As well as her work within the health services IT division, she also used a little music therapy to help intensive care unit (ICU) staff across the country through the pandemic, bagging them a hit single in the process.
Ms Shears was the creative brain behind the rewording of the Police’s Every Breath You Take sung by the ICU Liberty Singers, a 100-strong choir made up of intensive care staff from across the NHS.
The money raised from the single went towards supporting the mental health and wellbeing of those on the frontline of the coronavirus pandemic.
Ms Shears said: “I really wanted to recognise that, while we are all frustrated by the restrictions, ICU staff have had minimal respite since March.
“(They) have continued to provide high levels of care and professionalism, identifying treatments and working out how best to care for incredibly unwell people.”
While we were on our doorsteps clapping for carers, one couple took their appreciation for carers sky high with the NHS Spitfire Project.
In the battle to boost morale, John Romain took to the skies every Thursday during the weekly Clap for Carers with the words Thank U NHS emblazoned on his restored Spitfire.
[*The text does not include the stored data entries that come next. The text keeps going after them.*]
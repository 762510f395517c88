use chrono::{DateTime, Duration, Utc};

use crate::database::client::{SqlParam, TenantClient};
use crate::database::models::MetricSnapshot;
use crate::database::sql::quote_identifier;
use crate::metrics::paid_users::active_paid_users;
use crate::metrics::signups::new_signups;
use crate::metrics::user_count::user_count;
use crate::metrics::{first_count, timestamp_exprs, QueryVariant};
use crate::schema::{SchemaResolver, UserTableSchema};

pub const SNAPSHOT_ACTIVE_DAYS: u32 = 7;
pub const SNAPSHOT_SIGNUP_DAYS: u32 = 30;
pub const SNAPSHOT_CHURN_DAYS: u32 = 30;

/// Distinct users with activity in the last `days` days; `None` without an
/// activity column
pub async fn get_active_users(client: &dyn TenantClient, days: u32) -> Option<u64> {
    let schema = SchemaResolver::new(client).resolve_user_table().await?;
    active_users(client, &schema, days).await
}

pub async fn active_users(client: &dyn TenantClient, schema: &UserTableSchema, days: u32) -> Option<u64> {
    let column = schema.activity_column()?;
    let since = Utc::now() - Duration::days(days as i64);
    let id = quote_identifier(&schema.id_column);
    first_count(client, window_variants(schema, column, &format!("COUNT(DISTINCT {})", id), since)).await
}

/// Users soft-deleted in the last `days` days; `None` without a deleted-at column
pub async fn get_churned_users(client: &dyn TenantClient, days: u32) -> Option<u64> {
    let schema = SchemaResolver::new(client).resolve_user_table().await?;
    churned_users(client, &schema, days).await
}

pub async fn churned_users(client: &dyn TenantClient, schema: &UserTableSchema, days: u32) -> Option<u64> {
    let column = schema.deleted_at_column.as_deref()?;
    let since = Utc::now() - Duration::days(days as i64);
    first_count(client, window_variants(schema, column, "COUNT(*)", since)).await
}

fn window_variants(schema: &UserTableSchema, column: &str, aggregate: &str, since: DateTime<Utc>) -> Vec<QueryVariant> {
    timestamp_exprs(column)
        .into_iter()
        .map(|(label, ts)| {
            QueryVariant::new(
                label,
                format!("SELECT {} FROM {} WHERE {} >= $1", aggregate, schema.qualified_name(), ts),
                vec![SqlParam::Timestamp(since)],
            )
        })
        .collect()
}

/// Point-in-time snapshot of every metric, all read against one resolved schema
pub async fn collect_snapshot(client: &dyn TenantClient, schema: Option<&UserTableSchema>) -> MetricSnapshot {
    let date = Utc::now();
    let Some(schema) = schema else {
        return MetricSnapshot {
            total_users: None,
            paid_users: None,
            active_users: None,
            new_signups: 0,
            churned_users: None,
            date,
        };
    };

    let (total_users, paid_users, active, new_signups, churned) = tokio::join!(
        user_count(client, schema),
        active_paid_users(client, schema),
        active_users(client, schema, SNAPSHOT_ACTIVE_DAYS),
        new_signups(client, schema, SNAPSHOT_SIGNUP_DAYS),
        churned_users(client, schema, SNAPSHOT_CHURN_DAYS),
    );

    MetricSnapshot {
        total_users,
        paid_users,
        active_users: active,
        new_signups,
        churned_users: churned,
        date,
    }
}
use async_trait::async_trait;
use sqlx::PgPool;
use uuid::Uuid;

use crate::database::manager::{DatabaseError, DatabaseManager};
use crate::database::models::{MetricSnapshot, MetricsUpdate, TenantConnection};

/// Persistence contract for tenant records and metric history
#[async_trait]
pub trait MetricsStore: Send + Sync {
    async fn find_tenant(&self, id: Uuid) -> Result<Option<TenantConnection>, DatabaseError>;

    async fn update_tenant_metrics(&self, id: Uuid, update: MetricsUpdate) -> Result<(), DatabaseError>;

    async fn list_all_tenant_ids(&self) -> Result<Vec<Uuid>, DatabaseError>;

    async fn insert_snapshot(&self, id: Uuid, snapshot: &MetricSnapshot) -> Result<(), DatabaseError>;
}

/// `MetricsStore` over the system database
pub struct PgMetricsStore {
    pool: PgPool,
}

impl PgMetricsStore {
    pub fn new(pool: PgPool) -> Self {
        Self { pool }
    }

    pub async fn from_main_pool() -> Result<Self, DatabaseError> {
        Ok(Self::new(DatabaseManager::main_pool().await?))
    }
}

fn to_db_count(value: Option<u64>) -> Option<i64> {
    value.map(|v| i64::try_from(v).unwrap_or(i64::MAX))
}

#[async_trait]
impl MetricsStore for PgMetricsStore {
    async fn find_tenant(&self, id: Uuid) -> Result<Option<TenantConnection>, DatabaseError> {
        let tenant = sqlx::query_as::<_, TenantConnection>(
            "SELECT id, name, encrypted_secret, total_users, paid_users, updated_at
             FROM tenant_connections
             WHERE id = $1",
        )
        .bind(id)
        .fetch_optional(&self.pool)
        .await?;

        Ok(tenant)
    }

    async fn update_tenant_metrics(&self, id: Uuid, update: MetricsUpdate) -> Result<(), DatabaseError> {
        // Unknown metrics keep the last known total; updated_at always advances
        let result = sqlx::query(
            "UPDATE tenant_connections
             SET total_users = COALESCE($2, total_users),
                 paid_users = COALESCE($3, paid_users),
                 updated_at = $4
             WHERE id = $1",
        )
        .bind(id)
        .bind(to_db_count(update.total_users))
        .bind(to_db_count(update.paid_users))
        .bind(update.updated_at)
        .execute(&self.pool)
        .await?;

        if result.rows_affected() == 0 {
            return Err(DatabaseError::NotFound(format!("tenant {}", id)));
        }
        Ok(())
    }

    async fn list_all_tenant_ids(&self) -> Result<Vec<Uuid>, DatabaseError> {
        let rows: Vec<(Uuid,)> = sqlx::query_as("SELECT id FROM tenant_connections ORDER BY id")
            .fetch_all(&self.pool)
            .await?;

        Ok(rows.into_iter().map(|(id,)| id).collect())
    }

    async fn insert_snapshot(&self, id: Uuid, snapshot: &MetricSnapshot) -> Result<(), DatabaseError> {
        sqlx::query(
            "INSERT INTO metric_snapshots
             (tenant_id, total_users, paid_users, active_users, new_signups, churned_users, date)
             VALUES ($1, $2, $3, $4, $5, $6, $7)",
        )
        .bind(id)
        .bind(to_db_count(snapshot.total_users))
        .bind(to_db_count(snapshot.paid_users))
        .bind(to_db_count(snapshot.active_users))
        .bind(to_db_count(Some(snapshot.new_signups)))
        .bind(to_db_count(snapshot.churned_users))
        .bind(snapshot.date)
        .execute(&self.pool)
        .await?;

        Ok(())
    }
}
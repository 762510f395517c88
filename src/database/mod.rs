pub mod client;
pub mod credentials;
pub mod manager;
pub mod models;
pub mod sql;
pub mod store;

pub use client::{fetch_count, with_client, PgConnector, SqlParam, SqlRow, SqlValue, TenantClient, TenantConnector};
pub use credentials::{CredentialError, CredentialResolver, Credentials, SecretUrlResolver};
pub use manager::{DatabaseError, DatabaseManager};
pub use store::{MetricsStore, PgMetricsStore};
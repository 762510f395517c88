pub mod commands;
pub mod utils;

use clap::{Parser, Subcommand};
use serde::{Deserialize, Serialize};

#[derive(Parser)]
#[command(name = "usage-metrics")]
#[command(about = "Tenant usage metrics - refresh and inspect metrics from tenant databases")]
#[command(version)]
pub struct Cli {
    #[arg(long, global = true, conflicts_with = "json", help = "Output in human-readable text format (default)")]
    pub text: bool,

    #[arg(long, global = true, help = "Output in JSON format")]
    pub json: bool,

    #[command(subcommand)]
    pub command: Commands,
}

#[derive(Subcommand)]
pub enum Commands {
    #[command(about = "Refresh total and paid users for one tenant")]
    Refresh(commands::refresh::RefreshArgs),

    #[command(about = "Refresh every tenant in sequential batches")]
    RefreshAll(commands::refresh::RefreshAllArgs),

    #[command(about = "Record a full metric snapshot for one tenant")]
    Snapshot(commands::refresh::SnapshotArgs),

    #[command(about = "Show discovered schema and all metrics for a database URL")]
    Inspect(commands::inspect::InspectArgs),
}

#[derive(Debug, Clone, Copy, PartialEq, Eq, Serialize, Deserialize)]
pub enum OutputFormat {
    Text,
    Json,
}

impl OutputFormat {
    pub fn from_cli(cli: &Cli) -> Self {
        if cli.json && !cli.text {
            OutputFormat::Json
        } else {
            OutputFormat::Text
        }
    }
}

pub async fn run(cli: Cli) -> anyhow::Result<()> {
    let output_format = OutputFormat::from_cli(&cli);

    match cli.command {
        Commands::Refresh(args) => commands::refresh::handle_refresh(args, output_format).await,
        Commands::RefreshAll(args) => commands::refresh::handle_refresh_all(args, output_format).await,
        Commands::Snapshot(args) => commands::refresh::handle_snapshot(args, output_format).await,
        Commands::Inspect(args) => commands::inspect::handle(args, output_format).await,
    }
}
use std::time::Duration;

use anyhow::{Context, Result};
use sqlx::postgres::PgPoolOptions;
use sqlx::PgPool;
use tenant_usage_metrics::database::{Credentials, PgConnector};

pub const TEST_DATABASE_ENV: &str = "TENANT_TEST_DATABASE_URL";

/// Scratch tenant database used by the live tests
pub struct TenantDatabase {
    pub url: String,
    pub credentials: Credentials,
    pub connector: PgConnector,
}

impl TenantDatabase {
    /// `None` when no scratch database is configured; callers skip quietly
    pub fn from_env() -> Result<Option<Self>> {
        dotenvy::dotenv().ok();
        let Ok(url) = std::env::var(TEST_DATABASE_ENV) else {
            eprintln!("{} not set, skipping live tenant test", TEST_DATABASE_ENV);
            return Ok(None);
        };

        let credentials = Credentials::from_url(&url).context("invalid TENANT_TEST_DATABASE_URL")?;
        Ok(Some(Self {
            url,
            credentials,
            connector: PgConnector::new(Duration::from_secs(10), 2),
        }))
    }

    /// Writable pool for fixture setup. Tenant clients themselves are read-only.
    pub async fn admin_pool(&self) -> Result<PgPool> {
        let pool = PgPoolOptions::new()
            .max_connections(1)
            .connect(&self.url)
            .await
            .context("failed to connect to scratch tenant database")?;
        Ok(pool)
    }
}

/// Recreate `public.users` in a camelCase, text-plan layout:
/// three users created 60 days ago, two created 3 days ago (both on a paid
/// plan, one signed in today).
pub async fn seed_users(pool: &PgPool) -> Result<()> {
    for statement in [
        "DROP TABLE IF EXISTS public.users CASCADE",
        r#"CREATE TABLE public.users (
            id SERIAL PRIMARY KEY,
            "createdAt" TIMESTAMPTZ NOT NULL,
            plan TEXT,
            last_sign_in_at TIMESTAMPTZ
        )"#,
        r#"INSERT INTO public.users ("createdAt", plan, last_sign_in_at) VALUES
            (now() - interval '60 days', 'free', NULL),
            (now() - interval '60 days', 'free', NULL),
            (now() - interval '60 days', NULL, NULL),
            (now() - interval '3 days', 'pro', now()),
            (now() - interval '3 days', 'team', NULL)"#,
    ] {
        sqlx::query(statement).execute(pool).await?;
    }
    Ok(())
}
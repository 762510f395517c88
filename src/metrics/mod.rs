//! Metric extractors.
//!
//! Every extractor resolves (or is handed) the tenant's user-table schema,
//! tries an ordered list of SQL variants and takes the first one that
//! answers. Nothing here returns an error: a metric that cannot be computed
//! comes back as its "unknown" value (`None`, `0` or an empty series).

pub mod growth_rate;
pub mod new_users;
pub mod paid_users;
pub mod series;
pub mod signups;
pub mod snapshot;
pub mod user_count;
pub mod user_growth;
pub mod weekly_active;

use tracing::debug;

use crate::database::client::{fetch_count, SqlParam, SqlRow, TenantClient};
use crate::database::sql::quote_identifier;

pub use growth_rate::{get_growth_rates, growth_rate};
pub use new_users::get_new_users_data;
pub use paid_users::get_active_paid_users;
pub use series::{SeriesPoint, TimeRange};
pub use signups::get_new_signups;
pub use snapshot::{collect_snapshot, get_active_users, get_churned_users};
pub use user_count::get_user_count;
pub use user_growth::get_user_growth_data;
pub use weekly_active::get_weekly_active_users;

/// One SQL shape for a metric question
#[derive(Debug, Clone, PartialEq)]
pub struct QueryVariant {
    pub label: &'static str,
    pub sql: String,
    pub params: Vec<SqlParam>,
}

impl QueryVariant {
    pub fn new(label: &'static str, sql: impl Into<String>, params: Vec<SqlParam>) -> Self {
        Self { label, sql: sql.into(), params }
    }
}

/// Timestamp expressions for a column: as stored, then cast for text-typed columns
pub(crate) fn timestamp_exprs(column: &str) -> Vec<(&'static str, String)> {
    let quoted = quote_identifier(column);
    vec![
        ("native", quoted.clone()),
        ("timestamptz-cast", format!("{}::timestamptz", quoted)),
    ]
}

/// First variant returning a non-negative count
pub(crate) async fn first_count(client: &dyn TenantClient, variants: Vec<QueryVariant>) -> Option<u64> {
    for variant in variants {
        match fetch_count(client, &variant.sql, &variant.params).await {
            Ok(Some(n)) if n >= 0 => return Some(n as u64),
            Ok(other) => debug!("Variant {} returned unusable count {:?}", variant.label, other),
            Err(e) => debug!("Variant {} failed: {}", variant.label, e),
        }
    }
    None
}

/// Rows of the first variant that executes
pub(crate) async fn first_rows(client: &dyn TenantClient, variants: Vec<QueryVariant>) -> Option<Vec<SqlRow>> {
    for variant in variants {
        match client.fetch_all(&variant.sql, &variant.params).await {
            Ok(rows) => return Some(rows),
            Err(e) => debug!("Variant {} failed: {}", variant.label, e),
        }
    }
    None
}
//! Identifier quoting for SQL assembled from catalog-discovered names.
//!
//! Table and column names come from the tenant's own catalog, but they are
//! still spliced into SQL text, so every one of them goes through
//! [`quote_identifier`]. Values are always bound as parameters.

/// Quote SQL identifier to prevent injection
pub fn quote_identifier(name: &str) -> String {
    format!("\"{}\"", name.replace('"', "\"\""))
}

/// `"schema"."table"`
pub fn qualified_table(schema: &str, table: &str) -> String {
    format!("{}.{}", quote_identifier(schema), quote_identifier(table))
}
use chrono::{Duration, Utc};

use crate::database::client::{SqlParam, TenantClient};
use crate::metrics::series::{
    bucket_count_variants, bucket_dates, midnight, parse_bucket_rows, series_start, SeriesPoint, TimeRange,
};
use crate::metrics::{first_count, first_rows, timestamp_exprs, QueryVariant};
use crate::schema::{SchemaResolver, UserTableSchema};

/// Cumulative user count at the end of each bucket in `range`
pub async fn get_user_growth_data(client: &dyn TenantClient, range: TimeRange) -> Vec<SeriesPoint> {
    match SchemaResolver::new(client).resolve_user_table().await {
        Some(schema) => user_growth_data(client, &schema, range).await,
        None => Vec::new(),
    }
}

pub async fn user_growth_data(client: &dyn TenantClient, schema: &UserTableSchema, range: TimeRange) -> Vec<SeriesPoint> {
    let today = Utc::now().date_naive();
    let granularity = range.granularity();
    let start = series_start(client, schema, range, today).await;
    let buckets = bucket_dates(start, today, granularity);
    let Some(first_bucket) = buckets.first().copied() else {
        return Vec::new();
    };

    let from = midnight(first_bucket);
    let until = midnight(today + Duration::days(1));

    let Some(baseline) = first_count(client, created_before_variants(schema, from)).await else {
        return Vec::new();
    };
    let Some(rows) = first_rows(
        client,
        bucket_count_variants(schema, &schema.created_at_column, granularity, from, until),
    )
    .await
    else {
        return Vec::new();
    };

    let per_bucket = parse_bucket_rows(&rows);
    let mut running = baseline;
    buckets
        .into_iter()
        .map(|date| {
            running += per_bucket.get(&date).copied().unwrap_or(0);
            SeriesPoint { date, value: running }
        })
        .collect()
}

fn created_before_variants(schema: &UserTableSchema, before: chrono::DateTime<Utc>) -> Vec<QueryVariant> {
    timestamp_exprs(&schema.created_at_column)
        .into_iter()
        .map(|(label, ts)| {
            QueryVariant::new(
                label,
                format!("SELECT COUNT(*) FROM {} WHERE {} < $1", schema.qualified_name(), ts),
                vec![SqlParam::Timestamp(before)],
            )
        })
        .collect()
}
use chrono::{Duration, Utc};

use crate::database::client::TenantClient;
use crate::metrics::first_rows;
use crate::metrics::series::{
    bucket_count_variants, bucket_dates, fill_series, midnight, parse_bucket_rows, series_start, SeriesPoint,
    TimeRange,
};
use crate::schema::{SchemaResolver, UserTableSchema};

/// New signups per bucket in `range`, zero-filled
pub async fn get_new_users_data(client: &dyn TenantClient, range: TimeRange) -> Vec<SeriesPoint> {
    match SchemaResolver::new(client).resolve_user_table().await {
        Some(schema) => new_users_data(client, &schema, range).await,
        None => Vec::new(),
    }
}

pub async fn new_users_data(client: &dyn TenantClient, schema: &UserTableSchema, range: TimeRange) -> Vec<SeriesPoint> {
    let today = Utc::now().date_naive();
    let granularity = range.granularity();
    let start = series_start(client, schema, range, today).await;
    let buckets = bucket_dates(start, today, granularity);
    let Some(first_bucket) = buckets.first().copied() else {
        return Vec::new();
    };

    let variants = bucket_count_variants(
        schema,
        &schema.created_at_column,
        granularity,
        midnight(first_bucket),
        midnight(today + Duration::days(1)),
    );

    match first_rows(client, variants).await {
        Some(rows) => fill_series(&buckets, &parse_bucket_rows(&rows)),
        None => Vec::new(),
    }
}
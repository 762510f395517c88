use chrono::{DateTime, Utc};
use serde::{Deserialize, Serialize};

/// Point-in-time metrics for one tenant, stored as history separately from
/// the live totals on `TenantConnection`.
#[derive(Debug, Clone, PartialEq, Serialize, Deserialize)]
pub struct MetricSnapshot {
    pub total_users: Option<u64>,
    pub paid_users: Option<u64>,
    pub active_users: Option<u64>,
    pub new_signups: u64,
    pub churned_users: Option<u64>,
    pub date: DateTime<Utc>,
}
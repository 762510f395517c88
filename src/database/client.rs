use async_trait::async_trait;
use chrono::{DateTime, Utc};
use futures::FutureExt;
use sqlx::postgres::{PgArguments, PgConnectOptions, PgPoolOptions, PgRow};
use sqlx::{Column, PgPool, Row};
use std::future::Future;
use std::panic::AssertUnwindSafe;
use std::sync::Arc;
use std::time::Duration;
use tracing::{debug, warn};

use crate::database::credentials::Credentials;
use crate::database::manager::DatabaseError;

/// Bound parameter for tenant queries
#[derive(Debug, Clone, PartialEq)]
pub enum SqlParam {
    Text(String),
    Timestamp(DateTime<Utc>),
}

/// Decoded column value. Tenant queries are written so every column is a
/// count, a float or text; anything else decodes as `Null`.
#[derive(Debug, Clone, PartialEq)]
pub enum SqlValue {
    Null,
    Int(i64),
    Float(f64),
    Text(String),
}

#[derive(Debug, Clone, Default, PartialEq)]
pub struct SqlRow {
    pub values: Vec<SqlValue>,
}

impl SqlRow {
    pub fn new(values: Vec<SqlValue>) -> Self {
        Self { values }
    }

    pub fn get(&self, index: usize) -> &SqlValue {
        self.values.get(index).unwrap_or(&SqlValue::Null)
    }

    pub fn get_i64(&self, index: usize) -> Option<i64> {
        match self.get(index) {
            SqlValue::Int(v) => Some(*v),
            SqlValue::Float(v) if v.fract() == 0.0 => Some(*v as i64),
            SqlValue::Text(s) => s.trim().parse().ok(),
            _ => None,
        }
    }

    pub fn get_str(&self, index: usize) -> Option<&str> {
        match self.get(index) {
            SqlValue::Text(s) => Some(s.as_str()),
            _ => None,
        }
    }
}

/// Read-only connection to one tenant database.
///
/// A client belongs to exactly one refresh call and is released through
/// [`with_client`].
#[async_trait]
pub trait TenantClient: Send + Sync {
    async fn fetch_all(&self, sql: &str, params: &[SqlParam]) -> Result<Vec<SqlRow>, DatabaseError>;

    /// Release the underlying connections. Must be safe to call once per client.
    async fn close(&self);
}

/// First column of the first row as a count. `Ok(None)` when the query
/// returns no rows or a non-integer value.
pub async fn fetch_count(
    client: &dyn TenantClient,
    sql: &str,
    params: &[SqlParam],
) -> Result<Option<i64>, DatabaseError> {
    let rows = client.fetch_all(sql, params).await?;
    Ok(rows.first().and_then(|row| row.get_i64(0)))
}

/// Opens tenant clients from resolved credentials
#[async_trait]
pub trait TenantConnector: Send + Sync {
    async fn connect(&self, credentials: &Credentials) -> Result<Arc<dyn TenantClient>, DatabaseError>;
}

/// Run `f` with a freshly connected client and close it on every exit path.
///
/// A panic inside `f` still closes the client before it is resumed.
pub async fn with_client<F, Fut, T, E>(
    connector: &dyn TenantConnector,
    credentials: &Credentials,
    f: F,
) -> Result<T, E>
where
    F: FnOnce(Arc<dyn TenantClient>) -> Fut,
    Fut: Future<Output = Result<T, E>>,
    E: From<DatabaseError>,
{
    let client = connector.connect(credentials).await?;
    let outcome = AssertUnwindSafe(f(client.clone())).catch_unwind().await;
    client.close().await;

    match outcome {
        Ok(result) => result,
        Err(panic) => std::panic::resume_unwind(panic),
    }
}

/// `sqlx` connector producing a small private pool per tenant refresh
pub struct PgConnector {
    connect_timeout: Duration,
    max_connections: u32,
}

impl PgConnector {
    pub fn new(connect_timeout: Duration, max_connections: u32) -> Self {
        Self {
            connect_timeout,
            max_connections: max_connections.max(1),
        }
    }

    pub fn from_config() -> Self {
        let tenant = &crate::config::config().tenant;
        Self::new(tenant.connect_timeout(), tenant.max_connections)
    }

    fn connect_options(credentials: &Credentials) -> PgConnectOptions {
        credentials
            .connect_options()
            .clone()
            .application_name("tenant-usage-metrics")
            // Session-level guard: every transaction on this connection is read-only
            .options([("default_transaction_read_only", "on"), ("timezone", "UTC")])
    }
}

#[async_trait]
impl TenantConnector for PgConnector {
    async fn connect(&self, credentials: &Credentials) -> Result<Arc<dyn TenantClient>, DatabaseError> {
        let pool = PgPoolOptions::new()
            .max_connections(self.max_connections)
            .acquire_timeout(self.connect_timeout)
            .connect_with(Self::connect_options(credentials))
            .await
            .map_err(|e| DatabaseError::ConnectionError(e.to_string()))?;

        debug!("Connected to tenant database {}:{}", credentials.host, credentials.port);
        Ok(Arc::new(PgTenantClient { pool }))
    }
}

pub struct PgTenantClient {
    pool: PgPool,
}

impl PgTenantClient {
    fn bind_params<'q>(
        mut q: sqlx::query::Query<'q, sqlx::Postgres, PgArguments>,
        params: &'q [SqlParam],
    ) -> sqlx::query::Query<'q, sqlx::Postgres, PgArguments> {
        for p in params {
            q = match p {
                SqlParam::Text(s) => q.bind(s.as_str()),
                SqlParam::Timestamp(t) => q.bind(*t),
            };
        }
        q
    }

    fn decode_row(row: &PgRow) -> SqlRow {
        let values = (0..row.columns().len())
            .map(|i| {
                if let Ok(v) = row.try_get::<Option<i64>, _>(i) {
                    return v.map(SqlValue::Int).unwrap_or(SqlValue::Null);
                }
                if let Ok(v) = row.try_get::<Option<i32>, _>(i) {
                    return v.map(|v| SqlValue::Int(v as i64)).unwrap_or(SqlValue::Null);
                }
                if let Ok(v) = row.try_get::<Option<f64>, _>(i) {
                    return v.map(SqlValue::Float).unwrap_or(SqlValue::Null);
                }
                if let Ok(v) = row.try_get::<Option<String>, _>(i) {
                    return v.map(SqlValue::Text).unwrap_or(SqlValue::Null);
                }
                let column = row.columns()[i].name().to_string();
                warn!("Undecodable column {} in tenant query result", column);
                SqlValue::Null
            })
            .collect();
        SqlRow { values }
    }
}

#[async_trait]
impl TenantClient for PgTenantClient {
    async fn fetch_all(&self, sql: &str, params: &[SqlParam]) -> Result<Vec<SqlRow>, DatabaseError> {
        let rows = Self::bind_params(sqlx::query(sql), params)
            .fetch_all(&self.pool)
            .await?;
        Ok(rows.iter().map(Self::decode_row).collect())
    }

    async fn close(&self) {
        self.pool.close().await;
    }
}
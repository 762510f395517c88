use crate::database::client::TenantClient;
use crate::metrics::{first_count, QueryVariant};
use crate::schema::{SchemaResolver, UserTableSchema};

/// Row count of the tenant's user table; `None` without a user table
pub async fn get_user_count(client: &dyn TenantClient) -> Option<u64> {
    let schema = SchemaResolver::new(client).resolve_user_table().await?;
    user_count(client, &schema).await
}

pub async fn user_count(client: &dyn TenantClient, schema: &UserTableSchema) -> Option<u64> {
    first_count(client, user_count_variants(schema)).await
}

pub fn user_count_variants(schema: &UserTableSchema) -> Vec<QueryVariant> {
    vec![QueryVariant::new(
        "count",
        format!("SELECT COUNT(*) FROM {}", schema.qualified_name()),
        vec![],
    )]
}

#[cfg(test)]
mod tests {
    use super::*;
    use crate::testing::ScriptedClient;

    #[tokio::test]
    async fn counts_resolved_user_table() {
        let client = ScriptedClient::new()
            .with_table("public", "users", &[("id", "integer"), ("created_at", "timestamp")])
            .on_count("SELECT COUNT(*) FROM \"public\".\"users\"", 1234);

        assert_eq!(get_user_count(&client).await, Some(1234));
    }

    #[tokio::test]
    async fn unknown_without_user_table() {
        let client = ScriptedClient::new().with_table("public", "orders", &[("id", "integer")]);
        assert_eq!(get_user_count(&client).await, None);
    }
}
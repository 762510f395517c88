use serde::Serialize;

use crate::metrics::SeriesPoint;

pub fn output_success(message: &str) {
    println!("✓ {}", message);
}

pub fn output_error(message: &str) {
    eprintln!("Error: {}", message);
}

/// Serialize any value as pretty JSON on stdout
pub fn output_json<T: Serialize>(value: &T) -> anyhow::Result<()> {
    println!("{}", serde_json::to_string_pretty(value)?);
    Ok(())
}

/// `-` for unknown metrics
pub fn display_metric<T: ToString>(value: Option<T>) -> String {
    value.map(|v| v.to_string()).unwrap_or_else(|| "-".to_string())
}

pub fn print_series(title: &str, points: &[SeriesPoint]) {
    println!("{}:", title);
    if points.is_empty() {
        println!("  (unavailable)");
        return;
    }
    for point in points {
        println!("  {}  {}", point.date.format("%Y-%m-%d"), point.value);
    }
}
He and his wife Amanda, based in Duxford, Cambridgeshire, painstakingly decorated the aircraft with the names names of community heroes in exchange for donations for NHS Charities Together, raising over £130,000.
The couple were both named MBEs for services to charity and to aircraft restoration.
After receiving a Points of Light award earlier in the year, the couple said: “We hoped it would lift the community spirit and it did, the response was utterly overwhelming.”
They added: “Having now flown over hundreds of NHS hospitals and with thousands of names hand-written onto the Spitfire, we are humbled to have been able to give those in our communities a way of saying a simple thank you.”